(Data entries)
★ ★ ★ ★ ★

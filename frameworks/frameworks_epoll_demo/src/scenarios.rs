//! Scenarios Module
//!
//! Each scenario is a short, deterministic sequence of real epoll calls on
//! a nonblocking socket pair (or stdin), with zero-timeout waits only, so
//! every scenario terminates immediately.

use std::fmt;
use std::io::{self, Read, Write};
use std::os::fd::AsFd;
use std::os::unix::net::UnixStream;

use nix::sys::epoll::{Epoll, EpollCreateFlags, EpollEvent, EpollFlags};
use thiserror::Error;

use crate::args::Scenario;

const SOCKET_TOKEN: u64 = 1;
const STDIN_TOKEN: u64 = 0;

#[derive(Debug, Error)]
pub enum DemoError {
    #[error("epoll_create() failed: {0}")]
    Create(#[source] nix::Error),

    #[error("epoll_ctl() failed: {0}")]
    Ctl(#[source] nix::Error),

    #[error("epoll_wait() failed: {0}")]
    Wait(#[source] nix::Error),

    #[error("socket I/O failed: {0}")]
    Io(#[from] io::Error),
}

impl DemoError {
    /// Process exit status for this failure
    pub fn exit_code(&self) -> i32 {
        match self {
            DemoError::Create(_) | DemoError::Io(_) => 1,
            DemoError::Ctl(_) => 2,
            DemoError::Wait(_) => 3,
        }
    }
}

/// What a scenario observed
#[derive(Debug, Clone, PartialEq, Eq)]
pub struct ScenarioReport {
    pub scenario: &'static str,
    /// Events returned by all waits together
    pub ready_events: usize,
    pub bytes_read: usize,
}

impl fmt::Display for ScenarioReport {
    fn fmt(&self, f: &mut fmt::Formatter<'_>) -> fmt::Result {
        write!(
            f,
            "{}: {} ready event(s), {} byte(s) read",
            self.scenario, self.ready_events, self.bytes_read
        )
    }
}

/// Run `scenario` to completion
pub fn run(scenario: Scenario) -> Result<ScenarioReport, DemoError> {
    let mut report = ScenarioReport {
        scenario: scenario.name(),
        ready_events: 0,
        bytes_read: 0,
    };

    match scenario {
        Scenario::IdleStdin { polls } => idle_stdin(polls, &mut report)?,
        Scenario::UndrainedRearm => undrained_rearm(&mut report)?,
        Scenario::DrainedRearm => drained_rearm(&mut report)?,
        Scenario::OneShot => one_shot(&mut report)?,
    }

    log::info!("{}", report);
    Ok(report)
}

fn idle_stdin(polls: usize, report: &mut ScenarioReport) -> Result<(), DemoError> {
    let epoll = create()?;
    let stdin = io::stdin();
    epoll
        .add(stdin.as_fd(), EpollEvent::new(EpollFlags::EPOLLIN, STDIN_TOKEN))
        .map_err(DemoError::Ctl)?;

    for _ in 0..polls {
        poll(&epoll, report)?;
    }
    Ok(())
}

fn undrained_rearm(report: &mut ScenarioReport) -> Result<(), DemoError> {
    let epoll = create()?;
    let (local, peer) = socket_pair()?;
    epoll
        .add(&local, EpollEvent::new(EpollFlags::EPOLLIN, SOCKET_TOKEN))
        .map_err(DemoError::Ctl)?;

    // Nothing there yet: EAGAIN does not consume readiness
    report.bytes_read += drain(&local)?;
    (&peer).write_all(b"ping")?;
    poll(&epoll, report)?;

    epoll
        .modify(&local, &mut EpollEvent::new(EpollFlags::EPOLLOUT, SOCKET_TOKEN))
        .map_err(DemoError::Ctl)?;
    Ok(())
}

fn drained_rearm(report: &mut ScenarioReport) -> Result<(), DemoError> {
    let epoll = create()?;
    let (local, peer) = socket_pair()?;
    epoll
        .add(&local, EpollEvent::new(EpollFlags::EPOLLIN, SOCKET_TOKEN))
        .map_err(DemoError::Ctl)?;

    (&peer).write_all(b"ping")?;
    poll(&epoll, report)?;
    report.bytes_read += drain(&local)?;

    epoll
        .modify(&local, &mut EpollEvent::new(EpollFlags::EPOLLOUT, SOCKET_TOKEN))
        .map_err(DemoError::Ctl)?;
    poll(&epoll, report)?;
    (&local).write_all(b"pong")?;

    epoll.delete(&local).map_err(DemoError::Ctl)?;
    Ok(())
}

fn one_shot(report: &mut ScenarioReport) -> Result<(), DemoError> {
    let epoll = create()?;
    let (local, peer) = socket_pair()?;
    let flags = EpollFlags::EPOLLIN | EpollFlags::EPOLLONESHOT;
    epoll
        .add(&local, EpollEvent::new(flags, SOCKET_TOKEN))
        .map_err(DemoError::Ctl)?;

    (&peer).write_all(b"ping")?;
    poll(&epoll, report)?;
    // Disarmed: the pending data is not reported again
    poll(&epoll, report)?;
    report.bytes_read += drain(&local)?;

    epoll
        .modify(&local, &mut EpollEvent::new(flags, SOCKET_TOKEN))
        .map_err(DemoError::Ctl)?;
    epoll.delete(&local).map_err(DemoError::Ctl)?;
    Ok(())
}

fn create() -> Result<Epoll, DemoError> {
    Epoll::new(EpollCreateFlags::EPOLL_CLOEXEC).map_err(DemoError::Create)
}

fn socket_pair() -> Result<(UnixStream, UnixStream), DemoError> {
    let (local, peer) = UnixStream::pair()?;
    local.set_nonblocking(true)?;
    peer.set_nonblocking(true)?;
    Ok((local, peer))
}

fn poll(epoll: &Epoll, report: &mut ScenarioReport) -> Result<usize, DemoError> {
    let mut events = [EpollEvent::empty(); 4];
    let ready = epoll.wait(&mut events, 0).map_err(DemoError::Wait)?;
    report.ready_events += ready;
    Ok(ready)
}

/// Read until the socket would block; returns the byte count
fn drain(mut stream: &UnixStream) -> io::Result<usize> {
    let mut buf = [0u8; 256];
    let mut total = 0;
    loop {
        match stream.read(&mut buf) {
            Ok(0) => return Ok(total),
            Ok(n) => total += n,
            Err(e) if e.kind() == io::ErrorKind::WouldBlock => return Ok(total),
            Err(e) if e.kind() == io::ErrorKind::Interrupted => continue,
            Err(e) => return Err(e),
        }
    }
}
//! Running a dispatch target through its around-invoke chain.

use caisson_metadata::CallFrame;
use caisson_model::{BeanFault, Value};

use crate::descriptor::BoundMethod;

/// Runs `target` wrapped by `chain`, outermost interceptor first.
///
/// Each interceptor sees a frame whose `proceed` continues with the rest of
/// the chain; arguments it changes before proceeding are what the next link
/// receives.
pub(crate) fn run_chain(chain: &[BoundMethod], target: &BoundMethod, args: Vec<Value>, state: &mut Value, primary_key: Option<&Value>) -> Result<Value, BeanFault> {
	let Some((outer, rest)) = chain.split_first() else {
		let mut frame = CallFrame::new(&target.method, args, state, primary_key);
		return (target.handler)(&mut frame);
	};
	tracing::trace!(interceptor = %outer.class, method = %outer.method, "around-invoke");
	let mut proceed = |args: Vec<Value>, state: &mut Value| run_chain(rest, target, args, state, primary_key);
	let mut frame = CallFrame::intercepting(&outer.method, args, state, primary_key, &mut proceed);
	(outer.handler)(&mut frame)
}

/// Runs callbacks in order; the first fault stops the list.
pub(crate) fn run_callbacks(callbacks: &[BoundMethod], state: &mut Value, primary_key: Option<&Value>) -> Result<(), BeanFault> {
	for callback in callbacks {
		tracing::trace!(class = %callback.class, method = %callback.method, "lifecycle callback");
		run_chain(&[], callback, Vec::new(), state, primary_key)?;
	}
	Ok(())
}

★ ★ ★ ★ ★

AIM OF THE EXERCISE: Where a line above contains the word "const", copy that line.

EXERCISE OUTPUT:
const SOCKET_TOKEN: u64 = 1;
const STDIN_TOKEN: u64 = 0;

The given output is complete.